» **To do**
Reproduce the records below exactly, but only between the lines holding "use crate::services::logging::Logger;" and "goes back to", inclusive.

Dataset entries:
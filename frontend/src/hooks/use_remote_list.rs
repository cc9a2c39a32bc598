use shared::{ApiError, ListState, Route};
use std::future::Future;
use wasm_bindgen_futures::spawn_local;
use yew::prelude::*;

use super::use_navigator::use_navigator;
use crate::services::api::{api_client, ApiClient};
use crate::services::logging::Logger;

pub struct UseRemoteListResult<T> {
    pub state: ListState<T>,
    /// Store a collection obtained elsewhere (e.g. after a mutation)
    pub replace: Callback<Vec<T>>,
}

/// Fetch-on-mount collection state.
///
/// `key` identifies the collection; when it changes the view goes back to
/// loading and fetches again. A failed fetch is treated as a lost session.
#[hook]
pub fn use_remote_list<T, F, Fut>(component: &'static str, key: String, fetch: F) -> UseRemoteListResult<T>
where
    T: Clone + PartialEq + 'static,
    F: Fn(ApiClient) -> Fut + 'static,
    Fut: Future<Output = Result<Vec<T>, ApiError>> + 'static,
{
    let state = use_state(ListState::<T>::default);
    let navigator = use_navigator();

    let refresh = {
        let state = state.clone();
        use_callback(key.clone(), move |_: (), key: &String| {
            let state = state.clone();
            let navigator = navigator.clone();
            let key = key.clone();
            let request = fetch(api_client());

            spawn_local(async move {
                match request.await {
                    Ok(items) => state.set(ListState::Loaded(items)),
                    Err(e) => {
                        Logger::error_with_component(component, &format!("Failed to fetch {}: {}", key, e));
                        navigator.push(Route::Login);
                    }
                }
            });
        })
    };

    let replace = {
        let state = state.clone();
        use_callback((), move |items: Vec<T>, _| {
            state.set(ListState::Loaded(items));
        })
    };

    use_effect_with(key, {
        let state = state.clone();
        let refresh = refresh.clone();
        move |_| {
            if !state.is_loading() {
                state.set(ListState::Loading);
            }
            refresh.emit(());
            || ()
        }
    });

    UseRemoteListResult {
        state: (*state).clone(),
        replace,
    }
}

» **Task result**
use crate::services::logging::Logger;

pub struct UseRemoteListResult<T> {
    pub state: ListState<T>,
    /// Store a collection obtained elsewhere (e.g. after a mutation)
    pub replace: Callback<Vec<T>>,
}

/// Fetch-on-mount collection state.
///
/// `key` identifies the collection; when it changes the view goes back to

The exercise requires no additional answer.